• What you need to do:
Output, without alteration, the first line of the entries and each line after it, stopping with the line that contains "the loop period".

================================

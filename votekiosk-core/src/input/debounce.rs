//! Button edge detection and press classification
//!
//! The button is sampled once per loop iteration. An edge is any change
//! from the previous sample; there is no extra filtering, so the loop period
//! is the only thing standing between contact bounce and a spurious
//! press/release pair.

/// Edge seen on a sample
#[derive(Debug, Clone, Copy, PartialEq, Eq)]
#[cfg_attr(feature = "defmt", derive(defmt::Format))]
pub enum ButtonEdge {
    /// Released -> pressed
    Pressed,
    /// Pressed -> released, after being held for `held_ms`
    Released { held_ms: u32 },
}

/// Press classification by hold duration
#[derive(Debug, Clone, Copy, PartialEq, Eq)]
#[cfg_attr(feature = "defmt", derive(defmt::Format))]
pub enum PressKind {
    Short,
    Long,
}

impl PressKind {
    /// Classify a hold; `held_ms >= long_press_ms` is long
    pub const fn classify(held_ms: u32, long_press_ms: u32) -> Self {
        if held_ms >= long_press_ms {
            PressKind::Long
        } else {
            PressKind::Short
        }
    }
}

/// Edge detector for one button
#[derive(Debug, Clone, Copy, Default)]
pub struct InputDebouncer {
    /// Level seen on the previous sample
    pressed: bool,
    /// Tick at which the current press began
    press_start_ms: u32,
}

impl InputDebouncer {
    /// Create a detector that assumes the button starts released
    pub const fn new() -> Self {
        Self {
            pressed: false,
            press_start_ms: 0,
        }
    }

    /// Feed one sample
    ///
    /// # Arguments
    /// - `pressed`: Button level now (true = held down)
    /// - `now_ms`: Current tick
    pub fn sample(&mut self, pressed: bool, now_ms: u32) -> Option<ButtonEdge> {
        let edge = match (self.pressed, pressed) {
            (false, true) => {
                self.press_start_ms = now_ms;
                Some(ButtonEdge::Pressed)
            }
            (true, false) => Some(ButtonEdge::Released {
                held_ms: now_ms.wrapping_sub(self.press_start_ms),
            }),
            _ => None,
        };
        self.pressed = pressed;
        edge
    }

    /// Level seen on the last sample
    pub const fn is_pressed(&self) -> bool {
        self.pressed
    }

    /// How long the current press has been held, if the button is down
    pub fn held_ms(&self, now_ms: u32) -> Option<u32> {
        if self.pressed {
            Some(now_ms.wrapping_sub(self.press_start_ms))
        } else {
            None
        }
    }
}
impl StatusPoller {
    pub fn new(provider: Arc<dyn DataProvider>, config: PollingConfig) -> Self {
        Self { provider, config }
    }

    pub fn config(&self) -> &PollingConfig {
        &self.config
    }

    /// Single classified poll. Errors are logged and reported as `Unknown`.
    pub async fn poll(&self, event_id: EventId) -> StatusCategory {
        let mut session = PollingSession::new(event_id);
        self.poll_once(&mut session).await
    }

    /// Single poll that updates the session counters
    pub async fn poll_once(&self, session: &mut PollingSession) -> StatusCategory {
        match self.provider.fetch_status(session.event_id).await {
            Ok(raw) => {
                let category = session.record_status(&raw);
                if category == StatusCategory::Unknown {
                    tracing::warn!(
                        event_id = %session.event_id,
                        status = %raw,
                        "Unrecognised status code, continuing to poll"
                    );
                } else {
                    tracing::debug!(
                        event_id = %session.event_id,
                        status = %raw,
                        category = %category,
                        polls = session.polls,
                        "Status polled"
                    );
                }
                metrics::record_status_poll(category.as_str(), false);
                category
            }
            Err(e) => {
                let category = session.record_error();
                tracing::warn!(
                    event_id = %session.event_id,
                    error = %e,
                    consecutive_errors = session.consecutive_errors,
                    rate_limited = e.is_rate_limit(),
                    "Status poll failed"
                );
                if session.consecutive_errors == self.config.error_threshold {
                    tracing::warn!(
                        event_id = %session.event_id,
                        factor = self.config.throttle_factor,
                        "Too many consecutive poll errors, throttling cadence"
                    );
                }
                metrics::record_status_poll(category.as_str(), true);
                category
            }
        }
    }

    /// Poll until a terminal status, the maximum duration, or shutdown
    ///
    /// The poll made once `max_duration` has elapsed is the final check; if
    /// it is not terminal the run ends with [`PollingOutcome::TimedOut`].
    pub async fn run_until_terminal(
        &self,
        session: &mut PollingSession,
        shutdown: &mut watch::Receiver<bool>,
    ) -> PollingOutcome {
        loop {
            if *shutdown.borrow() {
                return PollingOutcome::Cancelled;
            }

            let category = self.poll_once(session).await;
            if category.is_terminal() {
                let raw_code = session.raw_code.clone().unwrap_or_default();
                tracing::info!(
                    event_id = %session.event_id,
                    status = %raw_code,
                    category = %category,
                    polls = session.polls,
                    "Terminal status observed"
                );
                return PollingOutcome::Terminal { category, raw_code };
            }

            let elapsed = session.elapsed();
            if elapsed >= self.config.max_duration {
                tracing::warn!(
                    event_id = %session.event_id,
                    last = %category,
                    polls = session.polls,
                    "Maximum polling duration reached without a terminal status"
                );
                return PollingOutcome::TimedOut { last: category };
            }

            if session.consecutive_pre_start == self.config.pre_start_threshold {
                tracing::warn!(
                    event_id = %session.event_id,
                    polls = session.consecutive_pre_start,
                    "Event still not started, throttling cadence"
                );
            }

            let remaining = self.config.max_duration - elapsed;
            let wait = session.next_interval(&self.config).min(remaining);

            tokio::select! {
                _ = tokio::time::sleep(wait) => {}
                changed = shutdown.changed() => {
                    if changed.is_err() || *shutdown.borrow() {
                        tracing::info!(event_id = %session.event_id, "Status polling cancelled");
                        return PollingOutcome::Cancelled;
                    }
                }
            }
        }
    }
}

#[cfg(test)]
mod tests {
    use super::*;
    use crate::models::{FinalResult, LiveDetail};
    use crate::utils::error::ProviderError;
    use async_trait::async_trait;
    use proptest::prelude::*;
    use std::collections::VecDeque;
    use std::sync::Mutex;

    struct Script(Mutex<VecDeque<Result<String, ProviderError>>>);

    impl Script {
        fn new(items: Vec<Result<&str, ProviderError>>) -> Arc<Self> {
            Arc::new(Self(Mutex::new(
                items.into_iter().map(|r| r.map(str::to_string)).collect(),
            )))
        }
    }

    #[async_trait]
    impl DataProvider for Script {
        async fn fetch_event(&self) -> Result<Option<crate::models::Event>, ProviderError> {
            Ok(None)
        }
        async fn fetch_live_detail(&self, _: EventId) -> Result<LiveDetail, ProviderError> {
            Ok(LiveDetail::default())
        }
        async fn fetch_final_data(&self, _: EventId) -> Result<FinalResult, ProviderError> {
            Err(ProviderError::NotYetAvailable("final".into()))
        }
        async fn fetch_status(&self, _: EventId) -> Result<String, ProviderError> {
            self.0
                .lock()
                .unwrap()
                .pop_front()
                .unwrap_or_else(|| Ok("2H".to_string()))
        }
    }

    #[test]
    fn test_session_throttles_after_errors() {
        let config = PollingConfig::default();
        let mut session = PollingSession::new(EventId(1));

        for _ in 0..4 {
            session.record_error();
            assert_eq!(session.next_interval(&config), config.interval);
        }
        session.record_error();
        assert_eq!(session.next_interval(&config), config.interval * 5);

        session.record_status("2H");
        assert_eq!(session.next_interval(&config), config.interval);
    }

    #[test]
    fn test_session_throttles_sustained_pre_start() {
        let config = PollingConfig::default().with_throttle(5, 3, 4);
        let mut session = PollingSession::new(EventId(1));

        session.record_status("NS");
        session.record_status("NS");
        assert!(!session.is_throttled(&config));
        session.record_status("NS");
        assert_eq!(session.next_interval(&config), config.interval * 4);

        session.record_status("1H");
        assert!(!session.is_throttled(&config));
    }

    #[tokio::test]
    async fn test_poll_maps_errors_to_unknown() {
        let provider = Script::new(vec![Err(ProviderError::RateLimited)]);
        let poller = StatusPoller::new(provider, PollingConfig::default());
        assert_eq!(poller.poll(EventId(9)).await, StatusCategory::Unknown);
    }

    #[tokio::test(start_paused = true)]
    async fn test_run_until_terminal_skips_unknown_codes() {
        let provider = Script::new(vec![Ok("1H"), Ok("XYZ"), Ok("HT"), Ok("AET")]);
        let poller = StatusPoller::new(provider, PollingConfig::default());
        let (_tx, mut rx) = watch::channel(false);
        let mut session = PollingSession::new(EventId(3));

        let outcome = poller.run_until_terminal(&mut session, &mut rx).await;

        assert_eq!(
            outcome,
            PollingOutcome::Terminal {
                category: StatusCategory::FinishedNormal,
                raw_code: "AET".into()
            }
        );
        assert_eq!(session.polls, 4);
    }

    #[tokio::test(start_paused = true)]
    async fn test_run_until_terminal_times_out() {
        let provider = Script::new(vec![]);
        let config = PollingConfig::default()
            .with_interval(Duration::from_secs(60))
            .with_max_duration(Duration::from_secs(300));
        let poller = StatusPoller::new(provider, config);
        let (_tx, mut rx) = watch::channel(false);
        let mut session = PollingSession::new(EventId(3));

        let outcome = poller.run_until_terminal(&mut session, &mut rx).await;

        assert_eq!(
            outcome,
            PollingOutcome::TimedOut {
                last: StatusCategory::InPlay
            }
        );
        // polls at 0, 60, 120, 180, 240 and the final check at 300
        assert_eq!(session.polls, 6);
    }

    #[tokio::test(start_paused = true)]
    async fn test_run_until_terminal_cancelled() {
        let provider = Script::new(vec![]);
        let poller = StatusPoller::new(provider, PollingConfig::default());
        let (tx, mut rx) = watch::channel(false);
        let mut session = PollingSession::new(EventId(3));

        let handle = tokio::spawn(async move {
            poller.run_until_terminal(&mut session, &mut rx).await
        });
        tokio::time::sleep(Duration::from_secs(30)).await;
        tx.send(true).unwrap();

        assert_eq!(handle.await.unwrap(), PollingOutcome::Cancelled);
    }

    #[tokio::test(start_paused = true)]
    async fn test_resumed_session_only_polls_remaining_window() {
        let provider = Script::new(vec![]);
        let config = PollingConfig::default()
            .with_interval(Duration::from_secs(60))
            .with_max_duration(Duration::from_secs(300));
        let poller = StatusPoller::new(provider, config);
        let (_tx, mut rx) = watch::channel(false);
        let mut session = PollingSession::resumed(EventId(3), Duration::from_secs(200));

        let started = Instant::now();
        let outcome = poller.run_until_terminal(&mut session, &mut rx).await;

        assert!(matches!(outcome, PollingOutcome::TimedOut { .. }));
        assert_eq!(started.elapsed(), Duration::from_secs(100));
        // polls at 200 and 260, final check at 300
        assert_eq!(session.polls, 3);
    }

    #[tokio::test(start_paused = true)]
    async fn test_session_past_window_makes_one_final_check() {
        let provider = Script::new(vec![]);
        let config = PollingConfig::default().with_max_duration(Duration::from_secs(300));
        let poller = StatusPoller::new(provider, config);
        let (_tx, mut rx) = watch::channel(false);
        let mut session = PollingSession::resumed(EventId(3), Duration::from_secs(3600));

        let outcome = poller.run_until_terminal(&mut session, &mut rx).await;

        assert_eq!(
            outcome,
            PollingOutcome::TimedOut {
                last: StatusCategory::InPlay
            }
        );
        assert_eq!(session.polls, 1);
    }

    proptest! {
        #[test]
        fn interval_never_shrinks_across_errors(errors in 1u32..40) {
            let config = PollingConfig::default();
            let mut session = PollingSession::new(EventId(1));
            let mut previous = session.next_interval(&config);
            for _ in 0..errors {
                session.record_error();
                let next = session.next_interval(&config);
                prop_assert!(next >= previous);
                previous = next;
            }
        }
    }
}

================================

• Answer space:
filename votekiosk-core/src/input/debounce.rs
//! Button edge detection and press classification
//!
//! The button is sampled once per loop iteration. An edge is any change
//! from the previous sample; there is no extra filtering, so the loop period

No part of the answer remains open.